## Dataset entries
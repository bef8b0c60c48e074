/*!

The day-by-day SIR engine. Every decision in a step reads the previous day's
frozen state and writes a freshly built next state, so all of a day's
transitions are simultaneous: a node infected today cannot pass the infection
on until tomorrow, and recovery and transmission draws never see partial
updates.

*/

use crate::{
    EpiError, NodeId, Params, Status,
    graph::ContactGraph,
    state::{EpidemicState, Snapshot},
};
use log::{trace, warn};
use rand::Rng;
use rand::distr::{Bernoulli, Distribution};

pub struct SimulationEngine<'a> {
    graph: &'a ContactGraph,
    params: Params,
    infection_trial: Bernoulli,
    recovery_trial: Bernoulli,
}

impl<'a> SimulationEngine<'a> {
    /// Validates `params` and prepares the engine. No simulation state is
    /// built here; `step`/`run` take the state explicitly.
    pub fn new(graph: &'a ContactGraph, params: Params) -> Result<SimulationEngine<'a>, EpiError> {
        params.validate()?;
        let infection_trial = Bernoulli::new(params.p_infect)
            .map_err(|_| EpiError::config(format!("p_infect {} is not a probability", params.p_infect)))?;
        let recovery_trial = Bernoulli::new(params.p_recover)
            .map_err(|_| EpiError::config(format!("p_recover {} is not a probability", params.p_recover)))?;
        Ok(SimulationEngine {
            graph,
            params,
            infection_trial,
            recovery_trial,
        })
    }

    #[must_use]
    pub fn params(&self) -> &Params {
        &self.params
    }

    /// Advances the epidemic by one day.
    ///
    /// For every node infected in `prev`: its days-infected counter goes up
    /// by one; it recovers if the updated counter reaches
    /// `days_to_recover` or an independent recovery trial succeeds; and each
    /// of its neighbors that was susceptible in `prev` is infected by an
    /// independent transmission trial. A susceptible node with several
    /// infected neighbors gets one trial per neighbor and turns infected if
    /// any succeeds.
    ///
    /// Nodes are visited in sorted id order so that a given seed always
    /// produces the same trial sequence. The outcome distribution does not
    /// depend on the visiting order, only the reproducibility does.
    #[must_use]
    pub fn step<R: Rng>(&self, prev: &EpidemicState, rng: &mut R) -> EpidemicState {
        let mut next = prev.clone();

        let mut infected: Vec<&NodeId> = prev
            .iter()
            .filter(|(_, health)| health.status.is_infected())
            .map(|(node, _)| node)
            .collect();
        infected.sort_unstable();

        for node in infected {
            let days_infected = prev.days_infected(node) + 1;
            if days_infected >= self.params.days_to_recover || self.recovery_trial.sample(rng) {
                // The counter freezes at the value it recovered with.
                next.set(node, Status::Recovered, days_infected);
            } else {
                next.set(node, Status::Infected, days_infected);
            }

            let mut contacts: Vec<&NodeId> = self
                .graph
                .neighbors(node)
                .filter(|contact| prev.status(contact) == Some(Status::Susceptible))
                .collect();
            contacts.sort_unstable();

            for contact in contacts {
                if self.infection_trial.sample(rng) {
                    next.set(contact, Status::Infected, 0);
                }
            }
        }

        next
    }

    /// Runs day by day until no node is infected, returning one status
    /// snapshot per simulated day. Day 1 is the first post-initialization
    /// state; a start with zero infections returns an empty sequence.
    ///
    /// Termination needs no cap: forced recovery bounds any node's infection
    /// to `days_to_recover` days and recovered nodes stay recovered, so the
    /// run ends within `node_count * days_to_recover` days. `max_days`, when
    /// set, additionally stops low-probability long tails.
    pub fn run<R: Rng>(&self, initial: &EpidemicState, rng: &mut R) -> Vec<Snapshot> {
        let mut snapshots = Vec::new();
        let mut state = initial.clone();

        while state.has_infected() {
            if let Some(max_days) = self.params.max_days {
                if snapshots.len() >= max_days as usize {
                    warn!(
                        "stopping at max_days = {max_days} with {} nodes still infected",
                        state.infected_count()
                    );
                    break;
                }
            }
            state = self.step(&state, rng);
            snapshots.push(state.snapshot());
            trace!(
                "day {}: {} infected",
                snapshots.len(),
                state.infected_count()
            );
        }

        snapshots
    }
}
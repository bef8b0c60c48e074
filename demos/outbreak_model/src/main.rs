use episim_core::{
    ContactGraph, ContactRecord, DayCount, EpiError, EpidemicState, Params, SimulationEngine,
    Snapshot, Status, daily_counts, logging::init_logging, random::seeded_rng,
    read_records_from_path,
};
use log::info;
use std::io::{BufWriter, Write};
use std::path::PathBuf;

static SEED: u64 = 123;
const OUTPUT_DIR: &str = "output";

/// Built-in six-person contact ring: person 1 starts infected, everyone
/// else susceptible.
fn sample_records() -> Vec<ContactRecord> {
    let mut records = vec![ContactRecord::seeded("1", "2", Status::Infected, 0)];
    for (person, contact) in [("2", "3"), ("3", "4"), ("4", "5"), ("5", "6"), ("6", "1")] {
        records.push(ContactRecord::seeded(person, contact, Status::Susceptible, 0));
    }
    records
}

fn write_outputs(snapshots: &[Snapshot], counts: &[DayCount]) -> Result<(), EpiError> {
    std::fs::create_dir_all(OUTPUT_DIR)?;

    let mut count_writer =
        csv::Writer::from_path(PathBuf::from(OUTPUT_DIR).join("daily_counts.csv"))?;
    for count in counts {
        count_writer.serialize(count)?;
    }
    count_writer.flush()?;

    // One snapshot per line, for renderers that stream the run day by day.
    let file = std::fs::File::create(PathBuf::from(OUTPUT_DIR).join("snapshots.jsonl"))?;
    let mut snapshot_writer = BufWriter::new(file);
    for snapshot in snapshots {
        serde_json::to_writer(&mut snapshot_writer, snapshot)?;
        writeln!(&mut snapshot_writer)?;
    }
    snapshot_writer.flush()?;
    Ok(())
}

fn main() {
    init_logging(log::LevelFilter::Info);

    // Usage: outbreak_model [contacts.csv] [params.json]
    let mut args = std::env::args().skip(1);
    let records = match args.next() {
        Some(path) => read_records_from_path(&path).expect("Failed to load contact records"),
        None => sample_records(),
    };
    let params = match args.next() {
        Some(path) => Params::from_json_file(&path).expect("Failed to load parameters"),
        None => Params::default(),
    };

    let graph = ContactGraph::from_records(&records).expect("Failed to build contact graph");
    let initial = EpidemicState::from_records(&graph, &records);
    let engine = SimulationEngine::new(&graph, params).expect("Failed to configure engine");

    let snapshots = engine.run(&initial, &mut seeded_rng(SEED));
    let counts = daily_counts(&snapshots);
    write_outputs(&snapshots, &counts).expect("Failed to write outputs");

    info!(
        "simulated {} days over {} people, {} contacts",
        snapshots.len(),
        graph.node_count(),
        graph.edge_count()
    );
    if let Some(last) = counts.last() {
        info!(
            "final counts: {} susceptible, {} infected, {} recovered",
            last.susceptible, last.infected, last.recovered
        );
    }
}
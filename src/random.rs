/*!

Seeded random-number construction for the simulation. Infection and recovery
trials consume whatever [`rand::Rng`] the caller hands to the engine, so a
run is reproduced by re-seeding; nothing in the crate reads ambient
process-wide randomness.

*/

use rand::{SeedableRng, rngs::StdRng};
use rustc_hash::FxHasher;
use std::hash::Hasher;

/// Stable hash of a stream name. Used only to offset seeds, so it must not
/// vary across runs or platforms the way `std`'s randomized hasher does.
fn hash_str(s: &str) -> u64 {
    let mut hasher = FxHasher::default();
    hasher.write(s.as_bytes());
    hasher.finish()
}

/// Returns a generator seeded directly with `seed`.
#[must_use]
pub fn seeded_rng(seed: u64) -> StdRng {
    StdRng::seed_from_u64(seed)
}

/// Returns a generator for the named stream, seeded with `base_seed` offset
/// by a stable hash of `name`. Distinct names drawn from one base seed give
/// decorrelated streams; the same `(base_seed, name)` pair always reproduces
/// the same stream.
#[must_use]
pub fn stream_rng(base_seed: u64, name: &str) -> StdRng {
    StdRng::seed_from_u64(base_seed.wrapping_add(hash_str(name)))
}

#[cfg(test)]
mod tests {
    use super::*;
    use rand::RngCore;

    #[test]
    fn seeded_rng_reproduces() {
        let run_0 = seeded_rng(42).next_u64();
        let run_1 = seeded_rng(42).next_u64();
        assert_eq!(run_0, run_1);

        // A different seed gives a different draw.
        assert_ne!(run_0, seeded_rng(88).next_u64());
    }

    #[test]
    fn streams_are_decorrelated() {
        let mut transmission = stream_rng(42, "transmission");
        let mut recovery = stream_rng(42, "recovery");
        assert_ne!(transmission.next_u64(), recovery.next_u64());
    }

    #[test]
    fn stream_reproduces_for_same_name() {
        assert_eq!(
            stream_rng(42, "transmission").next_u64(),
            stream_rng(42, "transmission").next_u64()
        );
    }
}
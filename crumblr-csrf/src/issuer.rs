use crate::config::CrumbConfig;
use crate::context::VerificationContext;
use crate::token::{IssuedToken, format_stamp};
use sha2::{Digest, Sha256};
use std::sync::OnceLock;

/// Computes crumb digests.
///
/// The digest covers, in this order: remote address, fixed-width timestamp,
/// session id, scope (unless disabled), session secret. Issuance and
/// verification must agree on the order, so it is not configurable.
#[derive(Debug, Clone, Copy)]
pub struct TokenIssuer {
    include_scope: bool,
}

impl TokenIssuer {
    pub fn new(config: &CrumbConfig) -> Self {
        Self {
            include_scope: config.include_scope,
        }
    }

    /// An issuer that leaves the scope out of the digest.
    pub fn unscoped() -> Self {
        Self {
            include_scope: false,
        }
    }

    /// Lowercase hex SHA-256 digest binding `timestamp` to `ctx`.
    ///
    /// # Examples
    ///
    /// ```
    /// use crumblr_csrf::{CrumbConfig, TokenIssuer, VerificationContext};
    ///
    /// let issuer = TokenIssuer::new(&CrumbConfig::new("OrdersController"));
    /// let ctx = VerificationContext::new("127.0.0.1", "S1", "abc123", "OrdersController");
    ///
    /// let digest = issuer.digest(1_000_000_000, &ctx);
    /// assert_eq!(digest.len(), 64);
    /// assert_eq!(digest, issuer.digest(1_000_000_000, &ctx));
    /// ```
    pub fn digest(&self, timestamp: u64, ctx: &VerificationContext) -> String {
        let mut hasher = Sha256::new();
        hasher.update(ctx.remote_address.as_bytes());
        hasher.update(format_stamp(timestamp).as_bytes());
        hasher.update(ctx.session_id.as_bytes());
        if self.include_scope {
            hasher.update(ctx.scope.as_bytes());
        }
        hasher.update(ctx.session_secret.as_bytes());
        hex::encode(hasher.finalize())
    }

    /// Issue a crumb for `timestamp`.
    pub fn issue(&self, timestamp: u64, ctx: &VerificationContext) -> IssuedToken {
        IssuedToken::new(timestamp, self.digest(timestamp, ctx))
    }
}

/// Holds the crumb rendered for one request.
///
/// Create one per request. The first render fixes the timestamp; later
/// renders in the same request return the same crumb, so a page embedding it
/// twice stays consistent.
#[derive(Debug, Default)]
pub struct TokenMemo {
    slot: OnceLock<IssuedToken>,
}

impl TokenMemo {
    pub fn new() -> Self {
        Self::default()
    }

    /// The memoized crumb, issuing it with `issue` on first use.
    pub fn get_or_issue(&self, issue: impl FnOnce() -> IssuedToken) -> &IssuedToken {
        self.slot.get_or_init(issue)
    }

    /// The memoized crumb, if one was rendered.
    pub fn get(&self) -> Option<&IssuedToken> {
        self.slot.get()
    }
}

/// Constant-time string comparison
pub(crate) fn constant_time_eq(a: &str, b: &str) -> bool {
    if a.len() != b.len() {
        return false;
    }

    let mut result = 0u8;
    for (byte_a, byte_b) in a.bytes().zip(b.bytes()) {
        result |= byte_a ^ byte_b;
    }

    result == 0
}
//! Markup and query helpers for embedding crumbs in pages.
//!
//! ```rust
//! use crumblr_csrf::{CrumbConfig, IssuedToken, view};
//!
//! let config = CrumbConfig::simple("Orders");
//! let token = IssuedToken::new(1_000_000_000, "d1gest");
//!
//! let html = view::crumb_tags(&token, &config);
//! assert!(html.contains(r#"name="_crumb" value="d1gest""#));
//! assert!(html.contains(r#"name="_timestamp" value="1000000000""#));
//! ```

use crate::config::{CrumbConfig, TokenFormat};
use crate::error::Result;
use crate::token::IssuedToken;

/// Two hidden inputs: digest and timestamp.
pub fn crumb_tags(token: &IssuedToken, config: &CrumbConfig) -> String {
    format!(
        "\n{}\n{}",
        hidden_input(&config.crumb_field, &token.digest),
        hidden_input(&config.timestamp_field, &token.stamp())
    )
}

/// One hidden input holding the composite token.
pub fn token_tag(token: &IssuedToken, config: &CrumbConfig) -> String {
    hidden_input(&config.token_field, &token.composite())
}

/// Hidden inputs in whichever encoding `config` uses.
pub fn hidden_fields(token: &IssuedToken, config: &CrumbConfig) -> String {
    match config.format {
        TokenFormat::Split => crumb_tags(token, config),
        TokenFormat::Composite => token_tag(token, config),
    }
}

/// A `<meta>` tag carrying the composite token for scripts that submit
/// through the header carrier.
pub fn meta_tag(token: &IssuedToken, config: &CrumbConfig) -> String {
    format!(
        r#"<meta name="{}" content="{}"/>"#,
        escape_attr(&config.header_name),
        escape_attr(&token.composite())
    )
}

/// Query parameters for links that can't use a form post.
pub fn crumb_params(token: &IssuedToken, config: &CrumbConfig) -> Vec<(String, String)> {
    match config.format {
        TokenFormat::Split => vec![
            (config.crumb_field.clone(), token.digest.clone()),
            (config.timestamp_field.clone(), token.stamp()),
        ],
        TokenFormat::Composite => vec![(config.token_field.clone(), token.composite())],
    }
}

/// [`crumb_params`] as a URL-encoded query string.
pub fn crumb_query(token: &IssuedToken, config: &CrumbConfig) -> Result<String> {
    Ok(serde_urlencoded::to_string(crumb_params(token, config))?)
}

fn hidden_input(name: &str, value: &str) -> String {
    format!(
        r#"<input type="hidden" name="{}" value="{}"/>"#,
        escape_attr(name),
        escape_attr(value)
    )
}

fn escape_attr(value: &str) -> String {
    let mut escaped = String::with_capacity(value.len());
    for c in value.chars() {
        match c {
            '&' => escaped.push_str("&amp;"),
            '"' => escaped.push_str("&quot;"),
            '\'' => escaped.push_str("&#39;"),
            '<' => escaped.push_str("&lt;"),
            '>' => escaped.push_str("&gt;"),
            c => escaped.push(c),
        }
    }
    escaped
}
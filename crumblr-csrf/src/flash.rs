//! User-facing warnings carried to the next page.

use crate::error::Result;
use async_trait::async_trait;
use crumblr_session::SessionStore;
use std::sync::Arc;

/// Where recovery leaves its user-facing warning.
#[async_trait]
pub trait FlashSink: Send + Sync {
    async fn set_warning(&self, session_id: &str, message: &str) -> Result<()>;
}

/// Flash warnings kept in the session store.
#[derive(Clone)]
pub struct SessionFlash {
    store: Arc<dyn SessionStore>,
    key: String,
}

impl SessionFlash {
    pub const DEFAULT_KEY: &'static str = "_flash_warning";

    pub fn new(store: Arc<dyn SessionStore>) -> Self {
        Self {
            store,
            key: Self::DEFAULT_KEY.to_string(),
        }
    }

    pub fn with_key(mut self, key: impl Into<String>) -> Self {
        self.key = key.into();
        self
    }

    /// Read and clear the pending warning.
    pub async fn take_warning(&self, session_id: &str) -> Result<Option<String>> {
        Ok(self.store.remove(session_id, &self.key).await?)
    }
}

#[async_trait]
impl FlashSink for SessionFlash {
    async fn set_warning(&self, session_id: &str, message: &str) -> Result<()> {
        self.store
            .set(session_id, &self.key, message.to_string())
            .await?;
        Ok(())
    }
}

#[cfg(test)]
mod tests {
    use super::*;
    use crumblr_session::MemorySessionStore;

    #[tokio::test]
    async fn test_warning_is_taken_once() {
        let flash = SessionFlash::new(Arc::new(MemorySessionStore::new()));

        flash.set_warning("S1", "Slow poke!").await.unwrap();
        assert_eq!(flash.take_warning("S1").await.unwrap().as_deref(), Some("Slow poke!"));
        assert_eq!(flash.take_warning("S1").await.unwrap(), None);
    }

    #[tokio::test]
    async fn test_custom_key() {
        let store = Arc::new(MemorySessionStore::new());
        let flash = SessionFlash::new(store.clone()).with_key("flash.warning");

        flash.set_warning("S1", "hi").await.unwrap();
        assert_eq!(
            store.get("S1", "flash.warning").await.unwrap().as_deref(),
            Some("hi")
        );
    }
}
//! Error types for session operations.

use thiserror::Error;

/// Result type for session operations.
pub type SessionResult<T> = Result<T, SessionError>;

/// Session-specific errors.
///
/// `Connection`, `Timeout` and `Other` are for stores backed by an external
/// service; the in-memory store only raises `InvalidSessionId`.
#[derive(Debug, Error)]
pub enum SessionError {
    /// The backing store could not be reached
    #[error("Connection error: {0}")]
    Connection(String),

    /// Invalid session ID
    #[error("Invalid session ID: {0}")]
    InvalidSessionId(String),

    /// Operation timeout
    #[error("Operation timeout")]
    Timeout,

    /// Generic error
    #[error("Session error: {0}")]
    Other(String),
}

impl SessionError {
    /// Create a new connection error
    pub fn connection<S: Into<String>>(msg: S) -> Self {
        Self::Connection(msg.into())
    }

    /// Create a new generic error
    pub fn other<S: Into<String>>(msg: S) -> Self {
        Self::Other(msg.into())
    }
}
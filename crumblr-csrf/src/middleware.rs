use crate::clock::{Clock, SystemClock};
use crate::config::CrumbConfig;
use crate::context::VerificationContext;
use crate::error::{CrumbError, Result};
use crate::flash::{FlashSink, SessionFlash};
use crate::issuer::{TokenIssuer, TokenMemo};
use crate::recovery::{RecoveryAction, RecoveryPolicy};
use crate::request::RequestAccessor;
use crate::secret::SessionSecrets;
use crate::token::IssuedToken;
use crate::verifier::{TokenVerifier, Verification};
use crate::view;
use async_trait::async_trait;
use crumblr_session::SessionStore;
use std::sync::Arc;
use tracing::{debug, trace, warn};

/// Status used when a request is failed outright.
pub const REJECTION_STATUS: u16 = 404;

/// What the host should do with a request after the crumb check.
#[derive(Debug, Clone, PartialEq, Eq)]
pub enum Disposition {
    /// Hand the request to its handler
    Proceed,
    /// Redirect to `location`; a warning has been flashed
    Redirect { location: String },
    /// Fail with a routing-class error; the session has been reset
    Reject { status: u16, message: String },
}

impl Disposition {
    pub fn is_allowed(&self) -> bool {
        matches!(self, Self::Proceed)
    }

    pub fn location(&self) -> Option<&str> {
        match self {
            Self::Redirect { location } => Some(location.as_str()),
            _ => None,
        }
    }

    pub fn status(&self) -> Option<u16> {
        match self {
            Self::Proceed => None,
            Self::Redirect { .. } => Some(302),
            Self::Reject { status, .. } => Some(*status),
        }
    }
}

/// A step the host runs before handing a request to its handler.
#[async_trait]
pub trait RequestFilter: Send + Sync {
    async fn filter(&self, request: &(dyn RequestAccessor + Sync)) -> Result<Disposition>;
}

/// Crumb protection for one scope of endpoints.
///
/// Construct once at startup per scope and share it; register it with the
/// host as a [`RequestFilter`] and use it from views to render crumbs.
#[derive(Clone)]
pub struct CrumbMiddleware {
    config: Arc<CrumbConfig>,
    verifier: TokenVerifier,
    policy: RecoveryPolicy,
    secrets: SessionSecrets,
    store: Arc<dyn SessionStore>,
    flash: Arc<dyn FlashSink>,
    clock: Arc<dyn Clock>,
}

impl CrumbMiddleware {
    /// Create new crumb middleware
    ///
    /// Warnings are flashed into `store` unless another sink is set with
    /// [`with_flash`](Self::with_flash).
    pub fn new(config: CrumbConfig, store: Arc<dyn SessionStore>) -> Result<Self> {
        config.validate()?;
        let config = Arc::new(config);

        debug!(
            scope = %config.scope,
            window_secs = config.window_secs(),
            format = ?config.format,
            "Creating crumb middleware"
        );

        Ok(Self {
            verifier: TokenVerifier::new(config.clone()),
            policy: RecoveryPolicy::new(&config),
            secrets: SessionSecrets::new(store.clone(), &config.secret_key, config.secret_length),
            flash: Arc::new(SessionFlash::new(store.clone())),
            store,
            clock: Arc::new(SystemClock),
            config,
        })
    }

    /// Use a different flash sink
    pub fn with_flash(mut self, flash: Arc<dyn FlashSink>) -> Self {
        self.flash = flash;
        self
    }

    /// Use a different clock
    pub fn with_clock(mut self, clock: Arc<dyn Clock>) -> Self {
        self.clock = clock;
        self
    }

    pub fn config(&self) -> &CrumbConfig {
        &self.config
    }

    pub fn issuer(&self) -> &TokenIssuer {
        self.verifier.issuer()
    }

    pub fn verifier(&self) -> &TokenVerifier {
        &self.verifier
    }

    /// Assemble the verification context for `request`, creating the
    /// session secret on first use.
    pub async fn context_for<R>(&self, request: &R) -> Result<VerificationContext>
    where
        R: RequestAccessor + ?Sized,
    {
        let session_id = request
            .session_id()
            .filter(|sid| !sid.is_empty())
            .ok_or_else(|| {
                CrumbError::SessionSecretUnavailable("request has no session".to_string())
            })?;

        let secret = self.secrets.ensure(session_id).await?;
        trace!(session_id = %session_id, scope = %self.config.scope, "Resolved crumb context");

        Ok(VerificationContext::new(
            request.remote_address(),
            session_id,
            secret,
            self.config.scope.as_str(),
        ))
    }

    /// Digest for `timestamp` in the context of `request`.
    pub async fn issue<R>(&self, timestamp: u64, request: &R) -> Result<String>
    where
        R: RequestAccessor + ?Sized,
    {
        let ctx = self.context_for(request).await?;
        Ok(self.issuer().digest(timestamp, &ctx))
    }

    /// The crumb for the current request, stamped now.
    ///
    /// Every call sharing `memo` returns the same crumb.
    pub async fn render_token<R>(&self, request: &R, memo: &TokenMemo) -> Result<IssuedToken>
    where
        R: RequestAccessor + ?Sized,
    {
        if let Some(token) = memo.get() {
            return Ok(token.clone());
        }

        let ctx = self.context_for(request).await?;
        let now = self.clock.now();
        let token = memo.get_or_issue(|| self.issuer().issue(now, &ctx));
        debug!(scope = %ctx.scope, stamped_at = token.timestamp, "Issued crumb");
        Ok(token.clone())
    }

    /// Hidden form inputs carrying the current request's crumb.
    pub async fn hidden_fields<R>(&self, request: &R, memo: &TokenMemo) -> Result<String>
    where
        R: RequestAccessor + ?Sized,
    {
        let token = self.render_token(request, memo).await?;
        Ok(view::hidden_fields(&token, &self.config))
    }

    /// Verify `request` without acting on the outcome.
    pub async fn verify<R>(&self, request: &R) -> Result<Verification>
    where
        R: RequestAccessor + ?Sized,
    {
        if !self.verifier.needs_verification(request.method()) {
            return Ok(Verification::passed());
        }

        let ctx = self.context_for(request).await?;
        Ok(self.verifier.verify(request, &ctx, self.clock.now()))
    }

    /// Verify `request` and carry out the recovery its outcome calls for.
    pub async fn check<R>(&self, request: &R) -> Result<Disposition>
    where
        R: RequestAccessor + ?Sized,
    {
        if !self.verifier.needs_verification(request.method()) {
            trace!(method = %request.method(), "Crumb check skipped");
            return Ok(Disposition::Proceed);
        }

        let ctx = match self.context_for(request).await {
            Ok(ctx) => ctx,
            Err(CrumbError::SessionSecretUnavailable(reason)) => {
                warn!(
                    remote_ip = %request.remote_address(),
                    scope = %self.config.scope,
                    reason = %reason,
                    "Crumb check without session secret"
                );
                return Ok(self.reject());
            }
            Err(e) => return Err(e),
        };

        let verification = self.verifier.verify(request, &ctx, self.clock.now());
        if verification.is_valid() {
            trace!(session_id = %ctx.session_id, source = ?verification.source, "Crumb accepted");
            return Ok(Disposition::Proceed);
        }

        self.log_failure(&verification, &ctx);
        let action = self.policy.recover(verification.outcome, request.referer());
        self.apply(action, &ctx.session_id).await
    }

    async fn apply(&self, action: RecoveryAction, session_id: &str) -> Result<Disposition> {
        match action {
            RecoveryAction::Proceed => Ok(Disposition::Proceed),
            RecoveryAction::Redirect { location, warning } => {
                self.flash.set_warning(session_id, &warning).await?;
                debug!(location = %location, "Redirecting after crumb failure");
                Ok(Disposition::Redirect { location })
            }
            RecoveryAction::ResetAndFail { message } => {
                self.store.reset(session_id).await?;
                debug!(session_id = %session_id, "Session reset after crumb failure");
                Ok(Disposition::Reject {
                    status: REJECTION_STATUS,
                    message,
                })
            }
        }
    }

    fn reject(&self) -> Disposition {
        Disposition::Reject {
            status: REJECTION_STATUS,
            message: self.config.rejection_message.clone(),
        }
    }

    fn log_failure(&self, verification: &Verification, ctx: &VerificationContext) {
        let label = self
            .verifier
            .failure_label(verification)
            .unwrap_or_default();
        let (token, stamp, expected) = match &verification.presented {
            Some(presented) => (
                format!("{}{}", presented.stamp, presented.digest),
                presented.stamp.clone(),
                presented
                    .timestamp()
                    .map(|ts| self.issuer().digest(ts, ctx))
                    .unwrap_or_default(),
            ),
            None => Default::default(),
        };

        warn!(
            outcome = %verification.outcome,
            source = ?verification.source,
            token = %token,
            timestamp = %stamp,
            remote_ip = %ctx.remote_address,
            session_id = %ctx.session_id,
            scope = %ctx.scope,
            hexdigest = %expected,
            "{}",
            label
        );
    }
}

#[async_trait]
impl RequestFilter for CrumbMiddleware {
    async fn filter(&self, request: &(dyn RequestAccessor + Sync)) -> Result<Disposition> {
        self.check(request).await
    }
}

## GOAL OF THE EXERCISE
Lines holding "Send": give how many there are in the entries above, and nothing more.

## TASK RESULT
2